Application de la prescription quinquennale entre co-constructeurs

La troisième chambre civile de la Cour de cassation a mis un terme aux incertitudes qui régnaient s’agissant de la prescription applicable en matière de recours entre co-constructeurs. Quid de la prescription décennale ou celle de droit commun ?
L’arrêt rendu le 16 janvier 2020 (pourvoi n° 18-25.915) s’est prononcée en faveur de la prescription quinquennale s’agissant du recours entre co-constructeur, ayant pour effet de modifier le point de départ de l’action récursoire.
En l’espèce, un constructeur était chargé de la réalisation d’un immeuble. Dans le cadre de cette opération de construction, sont intervenus un architecte et un carreleur, assurés en responsabilité civile et décennale par une compagnie d’assurance.
Les travaux ont été réceptionnés le 23 décembre 1999.
Le Syndicat des copropriétaires a, par actes en date des 17, 28 décembre 2009 et 25 janvier 2010 fait citer les constructeurs et l’assureur décennal invoquant l’absence de dispositif d’évacuation des eaux pluviales sur la terrasse d’un appartement et de l’existence de traces sur certaines façades de l’immeuble.
L’ordonnance de référé du 9 février 2010 a désigné un expert.
Par acte du 11 décembre 2013, le Syndicat a assigné l’architecte en indemnisation, ce dernier ayant fait citer à son tour le co-constructeur carreleur et l’assureur décennal.
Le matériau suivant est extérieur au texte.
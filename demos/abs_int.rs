use std::process::ExitCode;

use testgroup::{
    T, group,
    harness::{PrettyFormatter, harness},
};

fn abs_int(n: i64) -> i64 {
    if n < 0 { -n } else { n }
}

#[derive(Default)]
struct AbsIntTests {
    // Group-wide data/state can be stored here.
}

group! {
    impl AbsIntTests {
        pub fn does_not_change_non_negative_numbers(&self, t: &T) {
            t.equal(0, abs_int(0));
            t.equal(1, abs_int(1));
            t.equal(123456789, abs_int(123456789));
        }

        pub fn makes_negative_numbers_positive(&self, t: &T) {
            t.equal(1, abs_int(-1));
            t.equal(123456789, abs_int(-123456789));
        }
    }
}

fn main() -> ExitCode {
    let report = harness("abs_int").run(|host| testgroup::run_serial(host, &AbsIntTests::default()));

    if let Err(err) = PrettyFormatter::default().fmt_report(&report) {
        eprintln!("could not write report: {err}");
        return ExitCode::FAILURE;
    }

    match report.failed() {
        true => ExitCode::FAILURE,
        false => ExitCode::SUCCESS,
    }
}
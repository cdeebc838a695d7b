use std::{
    any::Any,
    panic::{self, AssertUnwindSafe},
};

/// Convert a panic payload into a string.
///
/// This matches the common payload types produced by `panic!` (`&'static str` and `String`).
/// Other payload types are formatted as a generic placeholder.
pub(crate) fn payload_as_string(payload: Box<dyn Any + Send + 'static>) -> String {
    payload
        .downcast::<&'static str>()
        .map(|s| s.to_string())
        .or_else(|payload| payload.downcast::<String>().map(|s| *s))
        .unwrap_or_else(|_| String::from("Box<dyn Any>"))
}

/// Run `body`, then `cleanup`, on every exit path of `body`.
///
/// If `body` unwinds, the unwind is resumed after `cleanup` returned.
/// An unwind out of `cleanup` itself replaces the one from `body`.
pub(crate) fn finally<B, C>(body: B, cleanup: C)
where
    B: FnOnce(),
    C: FnOnce(),
{
    let result = panic::catch_unwind(AssertUnwindSafe(body));
    cleanup();
    if let Err(payload) = result {
        panic::resume_unwind(payload);
    }
}
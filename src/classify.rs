//! Splitting a group's method table into hooks and tests.

use std::{any, fmt::Debug};

use crate::{Group, Host, Method, MethodHandle, Receiver, T};

/// How the engine was handed a group.
#[derive(Debug, Clone, Copy, PartialEq, Eq, Hash)]
pub enum Access {
    /// `&G`, only `&self` methods can be called.
    Shared,

    /// `&mut G`, `&self` and `&mut self` methods can be called.
    Exclusive,
}

/// A problem with one group, found before any of its tests ran.
#[derive(Debug, Clone, PartialEq, Eq, thiserror::Error)]
pub enum Diagnostic {
    #[error(
        "testgroup: mixed method receivers: &{group} has {shared} public methods, but &mut {group} has {exclusive} public methods. \
         You should either pass the group as &mut or make the extra methods private."
    )]
    MixedReceivers {
        group: &'static str,
        shared: usize,
        exclusive: usize,
    },

    #[error("testgroup: {method} is a reserved method but does not have type fn(&self, &T), found {found}")]
    ReservedSignature { method: String, found: &'static str },

    #[error("testgroup: {method} accepts &dyn Host, not &testgroup::T")]
    HostContext { method: String },

    #[error("testgroup: {method} is public but does not have type fn(&self, &T), found {found}")]
    UnexpectedSignature { method: String, found: &'static str },

    #[error(
        "testgroup: no tests found for {group}. \
         Make sure your test methods are public and that their receivers match what you passed to testgroup."
    )]
    NoTests { group: &'static str },
}

/// Every [`Diagnostic`] found for one group.
#[derive(Debug, Clone, PartialEq, Eq, thiserror::Error)]
#[error("testgroup: problems finding test methods for {group} -- see previous failures")]
pub struct ClassifyError {
    group: &'static str,
    diagnostics: Vec<Diagnostic>,
}

impl ClassifyError {
    fn new(group: &'static str, diagnostics: Vec<Diagnostic>) -> Self {
        Self { group, diagnostics }
    }

    pub fn group(&self) -> &'static str {
        self.group
    }

    pub fn diagnostics(&self) -> &[Diagnostic] {
        &self.diagnostics
    }

    pub fn into_diagnostics(self) -> Vec<Diagnostic> {
        self.diagnostics
    }
}

/// The lifecycle hooks, found by name.
#[derive(Debug, Clone, Copy, PartialEq, Eq, Hash)]
pub(crate) enum Hook {
    PreGroup,
    PostGroup,
    PreTest,
    PostTest,
}

impl Hook {
    const ALL: [Hook; 4] = [Hook::PreGroup, Hook::PostGroup, Hook::PreTest, Hook::PostTest];

    pub(crate) fn name(self) -> &'static str {
        match self {
            Hook::PreGroup => "pre_group",
            Hook::PostGroup => "post_group",
            Hook::PreTest => "pre_test",
            Hook::PostTest => "post_test",
        }
    }

    fn from_name(name: &str) -> Option<Self> {
        Self::ALL.into_iter().find(|hook| hook.name() == name)
    }
}

/// A callable hook or test, recovered from its [`MethodHandle`].
pub(crate) enum Invoke<G> {
    Shared(fn(&G, &T<'_>)),
    Exclusive(fn(&mut G, &T<'_>)),
}

impl<G> Clone for Invoke<G> {
    fn clone(&self) -> Self {
        *self
    }
}

impl<G> Copy for Invoke<G> {}

impl<G: 'static> Invoke<G> {
    fn from_handle(handle: &MethodHandle, access: Access) -> Option<Self> {
        if let Some(f) = handle.downcast::<fn(&G, &T<'_>)>() {
            return Some(Invoke::Shared(f));
        }
        match access {
            Access::Exclusive => handle
                .downcast::<fn(&mut G, &T<'_>)>()
                .map(Invoke::Exclusive),
            Access::Shared => None,
        }
    }
}

fn takes_host<G: 'static>(handle: &MethodHandle) -> bool {
    handle.downcast::<fn(&G, &dyn Host)>().is_some()
        || handle.downcast::<fn(&mut G, &dyn Host)>().is_some()
}

pub(crate) struct TestCase<G> {
    pub(crate) name: &'static str,
    pub(crate) invoke: Invoke<G>,
}

pub(crate) struct Hooks<G> {
    pub(crate) pre_group: Option<Invoke<G>>,
    pub(crate) post_group: Option<Invoke<G>>,
    pub(crate) pre_test: Option<Invoke<G>>,
    pub(crate) post_test: Option<Invoke<G>>,
}

impl<G> Default for Hooks<G> {
    fn default() -> Self {
        Self {
            pre_group: None,
            post_group: None,
            pre_test: None,
            post_test: None,
        }
    }
}

impl<G> Hooks<G> {
    fn slot(&mut self, hook: Hook) -> &mut Option<Invoke<G>> {
        match hook {
            Hook::PreGroup => &mut self.pre_group,
            Hook::PostGroup => &mut self.post_group,
            Hook::PreTest => &mut self.pre_test,
            Hook::PostTest => &mut self.post_test,
        }
    }

    fn get(&self, hook: Hook) -> Option<Invoke<G>> {
        match hook {
            Hook::PreGroup => self.pre_group,
            Hook::PostGroup => self.post_group,
            Hook::PreTest => self.pre_test,
            Hook::PostTest => self.post_test,
        }
    }
}

/// The runnable tests of a group, sorted by name, and its hooks.
pub struct TestList<G> {
    pub(crate) tests: Vec<TestCase<G>>,
    pub(crate) hooks: Hooks<G>,
}

impl<G> TestList<G> {
    pub fn names(&self) -> impl ExactSizeIterator<Item = &'static str> + '_ {
        self.tests.iter().map(|test| test.name)
    }

    /// Names of the hooks the group defines.
    pub fn hooks(&self) -> impl Iterator<Item = &'static str> + '_ {
        Hook::ALL
            .into_iter()
            .filter(|hook| self.hooks.get(*hook).is_some())
            .map(Hook::name)
    }

    pub fn len(&self) -> usize {
        self.tests.len()
    }

    pub fn is_empty(&self) -> bool {
        self.tests.is_empty()
    }
}

impl<G> Debug for TestList<G> {
    fn fmt(&self, f: &mut std::fmt::Formatter<'_>) -> std::fmt::Result {
        f.debug_struct("TestList")
            .field("tests", &self.names().collect::<Vec<_>>())
            .field("hooks", &self.hooks().collect::<Vec<_>>())
            .finish()
    }
}

/// Find the tests and hooks of `G`.
///
/// Only `pub` methods are looked at. Methods named like a hook must have the
/// test signature and are never tests themselves. Every other public method
/// must be a test, so a typo in a signature does not silently drop a test.
///
/// Every problem found is collected; the group is only usable if there are
/// none and at least one test was found.
pub fn classify<G: Group>(access: Access) -> Result<TestList<G>, ClassifyError> {
    let group = any::type_name::<G>();
    let mut methods: Vec<Method<G>> = G::methods()
        .into_iter()
        .filter(Method::is_public)
        .collect();

    if access == Access::Shared {
        let shared = methods
            .iter()
            .filter(|method| method.receiver() == Receiver::Shared)
            .count();
        let exclusive = methods
            .iter()
            .filter(|method| method.receiver() != Receiver::Owned)
            .count();
        if shared != exclusive {
            let diagnostic = Diagnostic::MixedReceivers {
                group,
                shared,
                exclusive,
            };
            return Err(ClassifyError::new(group, vec![diagnostic]));
        }
    }

    methods.sort_by_key(|method| method.name());

    let mut diagnostics = Vec::new();
    let mut tests = Vec::new();
    let mut hooks = Hooks::default();
    for method in &methods {
        let name = method.name();
        let handle = method.handle();
        let invoke = Invoke::<G>::from_handle(handle, access);
        match (Hook::from_name(name), invoke) {
            (Some(hook), Some(invoke)) => *hooks.slot(hook) = Some(invoke),
            (Some(_), None) => diagnostics.push(Diagnostic::ReservedSignature {
                method: format!("{group}::{name}"),
                found: handle.signature(),
            }),
            (None, Some(invoke)) => tests.push(TestCase { name, invoke }),
            (None, None) if takes_host::<G>(handle) => {
                diagnostics.push(Diagnostic::HostContext {
                    method: format!("{group}::{name}"),
                })
            }
            (None, None) => diagnostics.push(Diagnostic::UnexpectedSignature {
                method: format!("{group}::{name}"),
                found: handle.signature(),
            }),
        }
    }

    if !diagnostics.is_empty() {
        return Err(ClassifyError::new(group, diagnostics));
    }
    if tests.is_empty() {
        return Err(ClassifyError::new(group, vec![Diagnostic::NoTests { group }]));
    }

    let list = TestList { tests, hooks };
    tracing::debug!(group, ?access, ?list, "classified group");
    Ok(list)
}
use std::{
    cmp,
    num::NonZeroUsize,
    thread::{self, Scope, ScopedJoinHandle},
};

use super::Report;

/// Run every job on at most `threads` scoped workers.
///
/// Reports are returned in the order the jobs finished.
pub(super) fn run_all<'e, J>(threads: NonZeroUsize, jobs: Vec<J>) -> Vec<Report>
where
    J: FnOnce() -> Report + Send + 'e,
{
    if jobs.is_empty() {
        return Vec::new();
    }
    let worker_count =
        NonZeroUsize::new(cmp::min(threads.get(), jobs.len())).unwrap_or(NonZeroUsize::MIN);
    thread::scope(|scope| Pool::new(worker_count, jobs.into_iter(), scope).collect())
}

struct Pool<'s, I, J> {
    source: I,
    push_job: crossbeam_channel::Sender<Option<J>>,
    wait_report: crossbeam_channel::Receiver<Report>,
    _workers: Vec<ScopedJoinHandle<'s, ()>>,
}

impl<'s, I, J> Pool<'s, I, J>
where
    I: Iterator<Item = J>,
    J: FnOnce() -> Report + Send + 's,
{
    fn new<'e>(worker_count: NonZeroUsize, mut source: I, scope: &'s Scope<'s, 'e>) -> Self {
        let (itx, irx) = crossbeam_channel::bounded(worker_count.get());
        let (otx, orx) = crossbeam_channel::bounded(1);
        let workers = (0..worker_count.get())
            .map(|_| {
                let irx: crossbeam_channel::Receiver<Option<J>> = irx.clone();
                let otx = otx.clone();
                // One slot per worker, this never blocks.
                let _ = itx.send(source.next());
                scope.spawn(move || {
                    while let Ok(Some(job)) = irx.recv() {
                        if otx.send(job()).is_err() {
                            // Nobody is waiting for reports anymore.
                            return;
                        }
                    }
                })
            })
            .collect();

        Self {
            source,
            push_job: itx,
            wait_report: orx,
            _workers: workers,
        }
    }
}

impl<I, J> Iterator for Pool<'_, I, J>
where
    I: Iterator<Item = J>,
{
    type Item = Report;

    fn next(&mut self) -> Option<Self::Item> {
        let report = self.wait_report.recv().ok();
        // Once the source ran dry every worker gets a `None` to stop on. If
        // they all stopped already, sending fails, which is fine.
        let _ = self.push_job.send(self.source.next());
        report
    }
}
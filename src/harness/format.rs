use std::{
    fmt::{self, Display},
    io,
};

use super::{
    ColorSetting, Report, Status, SupportsColor,
    colors::{GREEN, RED, RESET, YELLOW},
};

/// Renders a [`Report`] as an indented tree of scope results.
///
/// ```text
/// --- FAIL: root (0.00s)
///     --- PASS: root/a (0.00s)
///     --- FAIL: root/b (0.00s)
///         src/lib.rs:12: should be true
/// ```
#[derive(Debug)]
pub struct PrettyFormatter<W: io::Write> {
    target: W,
    color_setting: ColorSetting,
}

impl Default for PrettyFormatter<io::Stdout> {
    fn default() -> Self {
        Self {
            target: io::stdout(),
            color_setting: Default::default(),
        }
    }
}

impl<W: io::Write> PrettyFormatter<W> {
    pub fn with_target<WithTarget: io::Write>(
        self,
        with_target: WithTarget,
    ) -> PrettyFormatter<WithTarget> {
        PrettyFormatter {
            target: with_target,
            color_setting: self.color_setting,
        }
    }

    pub fn with_color_setting(self, color_setting: impl Into<ColorSetting>) -> Self {
        PrettyFormatter {
            color_setting: color_setting.into(),
            ..self
        }
    }

    pub fn into_target(self) -> W {
        self.target
    }
}

impl<W: io::Write + SupportsColor> PrettyFormatter<W> {
    /// Return whether this formatter will currently emit colored output.
    pub fn use_color(&self) -> bool {
        match self.color_setting {
            ColorSetting::Automatic => self.target.supports_color(),
            ColorSetting::Always => true,
            ColorSetting::Never => false,
        }
    }

    /// Write the tree of `report` followed by an overall `PASS` or `FAIL`.
    pub fn fmt_report(&mut self, report: &Report) -> io::Result<()> {
        self.fmt_tree(report)?;
        match report.failed() {
            true => self.fmt_label(Status::Failed)?,
            false => self.fmt_label(Status::Passed)?,
        }
        writeln!(self.target)
    }

    /// Write one line per scope, with its logs indented below it.
    pub fn fmt_tree(&mut self, report: &Report) -> io::Result<()> {
        self.fmt_scope(report, 0)
    }

    fn fmt_scope(&mut self, report: &Report, depth: usize) -> io::Result<()> {
        let indent = "    ".repeat(depth);
        write!(self.target, "{indent}--- ")?;
        self.fmt_label(report.status)?;
        writeln!(
            self.target,
            ": {} ({:.2}s)",
            report.name,
            report.duration.as_secs_f64()
        )?;

        for line in report.logs.iter().flat_map(|log| log.lines()) {
            writeln!(self.target, "{indent}    {line}")?;
        }

        for child in &report.children {
            self.fmt_scope(child, depth + 1)?;
        }

        Ok(())
    }

    fn fmt_label(&mut self, status: Status) -> io::Result<()> {
        let (label, color) = match status {
            Status::Passed => ("PASS", GREEN),
            Status::Failed => ("FAIL", RED),
            Status::Skipped => ("SKIP", YELLOW),
        };
        match self.use_color() {
            true => write!(self.target, "{color}{label}{RESET}"),
            false => write!(self.target, "{label}"),
        }
    }
}

#[derive(Debug, Default)]
struct Buffer(Vec<u8>);

impl io::Write for Buffer {
    fn write(&mut self, buf: &[u8]) -> io::Result<usize> {
        io::Write::write(&mut self.0, buf)
    }

    fn flush(&mut self) -> io::Result<()> {
        Ok(())
    }
}

impl SupportsColor for Buffer {
    fn supports_color(&self) -> bool {
        false
    }
}

impl Display for Report {
    fn fmt(&self, f: &mut fmt::Formatter<'_>) -> fmt::Result {
        let mut formatter = PrettyFormatter {
            target: Buffer::default(),
            color_setting: ColorSetting::Never,
        };
        formatter.fmt_tree(self).map_err(|_| fmt::Error)?;
        f.write_str(&String::from_utf8_lossy(&formatter.target.0))
    }
}
//! A small in-process [`Host`] for running groups from ordinary `#[test]`s.
//!
//! ```
//! use testgroup::{T, group, harness::harness};
//!
//! struct Strings;
//!
//! group! {
//!     impl Strings {
//!         pub fn empty(&self, t: &T) {
//!             t.is_empty("");
//!         }
//!     }
//! }
//!
//! let report = harness("strings").run(|host| testgroup::run_parallel(host, &Strings));
//! assert!(report.find("strings/_/empty").is_some_and(|r| r.passed()));
//! ```
//!
//! Scopes are named after their parent joined with `/`. Each scope catches
//! unwinds at its boundary, so a failing or panicking test never takes its
//! siblings down.

use std::{
    collections::HashMap,
    num::NonZeroUsize,
    panic::{self, AssertUnwindSafe},
    sync::{Mutex, MutexGuard, PoisonError},
    thread,
    time::Instant,
};

use crate::{Host, Stop, Subtest, unwind::payload_as_string};

mod color;
pub use color::*;

mod format;
pub use format::*;

mod pool;

mod report;
pub use report::*;

/// Create a [`Harness`] with a root scope called `name`.
pub fn harness(name: impl Into<String>) -> Harness {
    Harness::new(name)
}

#[derive(Debug, Clone)]
pub struct Harness {
    name: String,
    threads: NonZeroUsize,
}

impl Harness {
    pub fn new(name: impl Into<String>) -> Self {
        Self {
            name: name.into(),
            threads: thread::available_parallelism().unwrap_or(NonZeroUsize::MIN),
        }
    }

    /// Maximum number of threads used for one [`Host::run_concurrently`] call.
    pub fn with_thread_count(self, count: NonZeroUsize) -> Self {
        Self {
            threads: count,
            ..self
        }
    }

    /// Run `f` in the root scope and report on it.
    pub fn run(&self, f: impl FnOnce(&dyn Host)) -> Report {
        Node::new(self.name.clone(), self.threads).enter(false, f)
    }
}

#[derive(Debug, Default)]
struct State {
    failed: bool,
    skipped: bool,
    logs: Vec<String>,
    children: Vec<Report>,
    names: HashMap<String, usize>,
}

#[derive(Debug)]
struct Node {
    name: String,
    threads: NonZeroUsize,
    state: Mutex<State>,
}

impl Node {
    fn new(name: String, threads: NonZeroUsize) -> Self {
        Self {
            name,
            threads,
            state: Mutex::default(),
        }
    }

    fn lock(&self) -> MutexGuard<'_, State> {
        self.state.lock().unwrap_or_else(PoisonError::into_inner)
    }

    /// A new child scope with a name unique among its siblings.
    fn child(&self, name: &str) -> Node {
        let name = name.replace(' ', "_");
        let seen = {
            let mut state = self.lock();
            let seen = state.names.entry(name.clone()).or_default();
            *seen += 1;
            *seen - 1
        };
        let name = match seen {
            0 => format!("{}/{name}", self.name),
            n => format!("{}/{name}#{n:02}", self.name),
        };
        Node::new(name, self.threads)
    }

    fn adopt(&self, report: Report) {
        let mut state = self.lock();
        state.failed |= report.failed();
        state.children.push(report);
    }

    fn enter(self, parallel: bool, f: impl FnOnce(&dyn Host)) -> Report {
        tracing::debug!(scope = %self.name, parallel, "scope started");
        let started = Instant::now();
        let result = panic::catch_unwind(AssertUnwindSafe(|| f(&self)));
        let duration = started.elapsed();

        if let Err(payload) = result {
            match Stop::from_payload(&*payload) {
                Some(Stop::Failed) => self.fail(),
                Some(Stop::Skipped) => self.skip(),
                None => {
                    let message = payload_as_string(payload);
                    self.log(&format!("panicked: {message}"));
                    self.fail();
                }
            }
        }

        let state = self
            .state
            .into_inner()
            .unwrap_or_else(PoisonError::into_inner);
        let status = match (state.failed, state.skipped) {
            (true, _) => Status::Failed,
            (false, true) => Status::Skipped,
            (false, false) => Status::Passed,
        };
        tracing::debug!(scope = %self.name, ?status, ?duration, "scope finished");

        Report {
            name: self.name,
            status,
            parallel,
            duration,
            logs: state.logs,
            children: state.children,
        }
    }
}

impl Host for Node {
    fn name(&self) -> &str {
        &self.name
    }

    fn log(&self, message: &str) {
        tracing::trace!(scope = %self.name, text = message, "log");
        self.lock().logs.push(message.to_string());
    }

    fn fail(&self) {
        self.lock().failed = true;
    }

    fn failed(&self) -> bool {
        self.lock().failed
    }

    fn skip(&self) {
        self.lock().skipped = true;
    }

    fn skipped(&self) -> bool {
        self.lock().skipped
    }

    fn run(&self, name: &str, body: &mut dyn FnMut(&dyn Host)) -> bool {
        let report = self.child(name).enter(false, body);
        let passed = !report.failed();
        self.adopt(report);
        passed
    }

    fn run_concurrently<'a>(&self, subtests: Vec<Subtest<'a>>) {
        tracing::debug!(
            scope = %self.name,
            subtests = subtests.len(),
            threads = self.threads.get(),
            "scheduling subtests"
        );
        let jobs: Vec<_> = subtests
            .into_iter()
            .map(|Subtest { name, body }| {
                let child = self.child(&name);
                move || child.enter(true, body)
            })
            .collect();
        for report in pool::run_all(self.threads, jobs) {
            self.adopt(report);
        }
    }
}
use crate::harness::Harness;

/// A [`Harness`] for unit tests, with tracing routed to the test output.
pub fn harness(name: &str) -> Harness {
    init_tracing();
    Harness::new(name)
}

pub fn init_tracing() {
    let _ = tracing_subscriber::fmt()
        .with_env_filter(tracing_subscriber::EnvFilter::from_default_env())
        .with_test_writer()
        .try_init();
}

macro_rules! nonzero {
    (0) => {
        compile_error!("0 is zero")
    };

    ($value:literal) => {
        std::convert::TryFrom::try_from($value).unwrap()
    };
}

pub(crate) use nonzero;
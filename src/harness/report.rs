use std::{iter, time::Duration};

#[derive(Debug, Clone, Copy, PartialEq, Eq, Hash)]
pub enum Status {
    Passed,
    Failed,
    Skipped,
}

impl Status {
    pub fn passed(&self) -> bool {
        matches!(self, Status::Passed)
    }

    pub fn failed(&self) -> bool {
        matches!(self, Status::Failed)
    }

    pub fn skipped(&self) -> bool {
        matches!(self, Status::Skipped)
    }
}

/// The outcome of one scope and everything below it.
#[derive(Debug, Clone, PartialEq, Eq)]
#[non_exhaustive]
pub struct Report {
    /// Full name, e.g. `root/_/test`.
    pub name: String,
    pub status: Status,

    /// Whether the scope was started through
    /// [`Host::run_concurrently`](crate::Host::run_concurrently).
    pub parallel: bool,
    pub duration: Duration,
    pub logs: Vec<String>,

    /// Child scopes, in the order they finished.
    pub children: Vec<Report>,
}

impl Report {
    pub fn passed(&self) -> bool {
        self.status.passed()
    }

    pub fn failed(&self) -> bool {
        self.status.failed()
    }

    pub fn skipped(&self) -> bool {
        self.status.skipped()
    }

    /// This report and all reports below it, depth first.
    pub fn walk(&self) -> impl Iterator<Item = &Report> + '_ {
        let mut stack = vec![self];
        iter::from_fn(move || {
            let report = stack.pop()?;
            stack.extend(report.children.iter().rev());
            Some(report)
        })
    }

    /// Find a report by its full name.
    pub fn find(&self, name: &str) -> Option<&Report> {
        self.walk().find(|report| report.name == name)
    }

    /// Panic with the rendered report unless the scope passed.
    ///
    /// A skipped root scope does not count as passed.
    #[track_caller]
    pub fn assert_passed(&self) {
        if !self.passed() {
            panic!("{} did not pass:\n{self}", self.name);
        }
    }
}
use std::sync::{Mutex, PoisonError};

use testgroup::harness::Harness;

mod sanitize;
pub use sanitize::*;

pub fn harness(name: &str) -> Harness {
    let _ = tracing_subscriber::fmt()
        .with_env_filter(tracing_subscriber::EnvFilter::from_default_env())
        .with_test_writer()
        .try_init();
    Harness::new(name)
}

/// Calls recorded by a group, in the order they happened.
#[derive(Debug, Default)]
pub struct Calls(Mutex<Vec<String>>);

impl Calls {
    pub fn push(&self, call: impl Into<String>) {
        self.0
            .lock()
            .unwrap_or_else(PoisonError::into_inner)
            .push(call.into());
    }

    pub fn take(&self) -> Vec<String> {
        std::mem::take(&mut *self.0.lock().unwrap_or_else(PoisonError::into_inner))
    }
}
La Cour d’appel a indiqué que l’action en garantie de l’entreprise principal envers le carreleur était prescrite sur le fondement de l’article 1792-4-3 du Code civil. Elle soutient que l’action entre co-constructeur est prévue par la prescription décennale ayant pour point de départ la date de réception des travaux.
Elle souligne le fait que la réception des travaux est intervenue le 23 décembre 1999 et que le co-constructeur carreleur a été assigné en référé le 28 décembre 2009 soit postérieurement à l’expiration du délai décennal. Pour autant, force est de relever que le recours d’un constructeur contre un autre constructeur a pour objet de déterminer la charge définitive de la dette que devra supporter chaque responsable au titre des malfaçons ou dommages de nature décennal.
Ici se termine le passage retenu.